Trailering is great to "go somewhere different", [wish I had been at Cole's Pt on the lower Potomac when the wind blew"]. Slipping out of the slip at your normal sailing point
is much more relaxing. Sometimes I can even get a late afternoon 2 hour sail in from the slip. Tried to yesterday but weather was reported wind 18 gusting to 30 and my
Chrysler was getting blown around and I was chicken to singlehand in that. Couldn't find a crew. Today would have been nice, but had to work. yuk.

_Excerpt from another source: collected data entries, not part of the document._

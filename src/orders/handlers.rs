// HTTP handlers for order endpoints

use axum::{
    extract::{Path, Query, State},
    http::StatusCode,
    Json,
};
use serde::Deserialize;
use uuid::Uuid;
use validator::Validate;

use crate::auth::middleware::AuthenticatedUser;
use crate::orders::{
    error::OrderError,
    models::{OrderResponse, OrderStatus, PlaceOrderRequest, UpdateStatusRequest},
};

/// Query parameters for order listings
#[derive(Debug, Deserialize)]
pub struct OrderHistoryQuery {
    /// Optional status filter
    pub status: Option<OrderStatus>,
}

/// Handler for POST /api/orders
/// Places an order: re-prices the cart, charges the gateway, settles
pub async fn place_order_handler(
    State(state): State<crate::AppState>,
    user: AuthenticatedUser,
    Json(request): Json<PlaceOrderRequest>,
) -> Result<(StatusCode, Json<OrderResponse>), OrderError> {
    request
        .validate()
        .map_err(|e| OrderError::ValidationError(e.to_string()))?;

    let order = state.order_service.place_order(user.user_id, request).await?;

    Ok((StatusCode::CREATED, Json(order)))
}

/// Handler for GET /api/orders
/// Retrieves order history for the authenticated user
pub async fn get_order_history_handler(
    State(state): State<crate::AppState>,
    user: AuthenticatedUser,
    Query(query): Query<OrderHistoryQuery>,
) -> Result<Json<Vec<OrderResponse>>, OrderError> {
    let orders = state
        .order_service
        .get_user_orders(user.user_id, query.status)
        .await?;

    Ok(Json(orders))
}

/// Handler for GET /api/orders/{order_id}
/// Customers see their own orders; staff and admin see any
pub async fn get_order_by_id_handler(
    State(state): State<crate::AppState>,
    user: AuthenticatedUser,
    Path(order_id): Path<Uuid>,
) -> Result<Json<OrderResponse>, OrderError> {
    let order = state
        .order_service
        .get_order_by_id(order_id, user.user_id, user.is_staff())
        .await?;

    Ok(Json(order))
}

/// Handler for GET /api/admin/orders
/// Lists all orders for the fulfilment screens (route is staff-gated)
pub async fn list_all_orders_handler(
    State(state): State<crate::AppState>,
    Query(query): Query<OrderHistoryQuery>,
) -> Result<Json<Vec<OrderResponse>>, OrderError> {
    let orders = state.order_service.get_all_orders(query.status).await?;

    Ok(Json(orders))
}

/// Handler for PATCH /api/admin/orders/{order_id}/status
/// Updates the status of an order (route is staff-gated)
pub async fn update_order_status_handler(
    State(state): State<crate::AppState>,
    Path(order_id): Path<Uuid>,
    Json(request): Json<UpdateStatusRequest>,
) -> Result<Json<OrderResponse>, OrderError> {
    let order = state
        .order_service
        .update_order_status(order_id, request.status)
        .await?;

    Ok(Json(order))
}
pub mod handlers;
pub mod models;
pub mod repository;

pub use handlers::*;
pub use models::*;
pub use repository::MenuRepository;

I AM ALWAYS INTERESTED IN IDEAS TO MAKE IT QUICKER AND EASIER!

Ted Duke
WWP19 #262
Virginia

gatorjj@etrademail.com wrote:

> - - - - - - - - - - - - - - - - - - - - - - - - - - -
> West Wight Potter Website at URL
> http://www.lesbois.com/wwpotter/
> - - - - - - - - - - - - - - - - - - - - - - - - - - -
> For this year's winter project, I've taken a little different twist. I want to do anything I can to speed getting my boat from being trailed to being sailed!
>
> I've thought of a few things that might make it quicker--
> - trailer with the motor on the transom
> - trailer with the rudder on the transom (yet still holding the mast up somehow)
> - finding some way to bag the jib still hanked on and sheets still run
> - finding some way to keep the mainsail slugs in the mast/strap the mast to the boom (perhaps the most tricky of my thoughts)
> - running the halyards aft to the cockpit, and leaving them strung when dismasting
>
> I would expect to keep the boat rigged for quickness for quick trips to the lake, and probably yank it all down for the longer drives to overnight spots.
>
> Any thoughts? Please shed some thoughts as to the level of craziness of some of these ideas, or perhaps some of your own crazy ideas which might get me in the water faster.
>
> Thanks,
>
> J.J. Falkanger
> Cary, NC
> P-19 #792 "Fozzguppy"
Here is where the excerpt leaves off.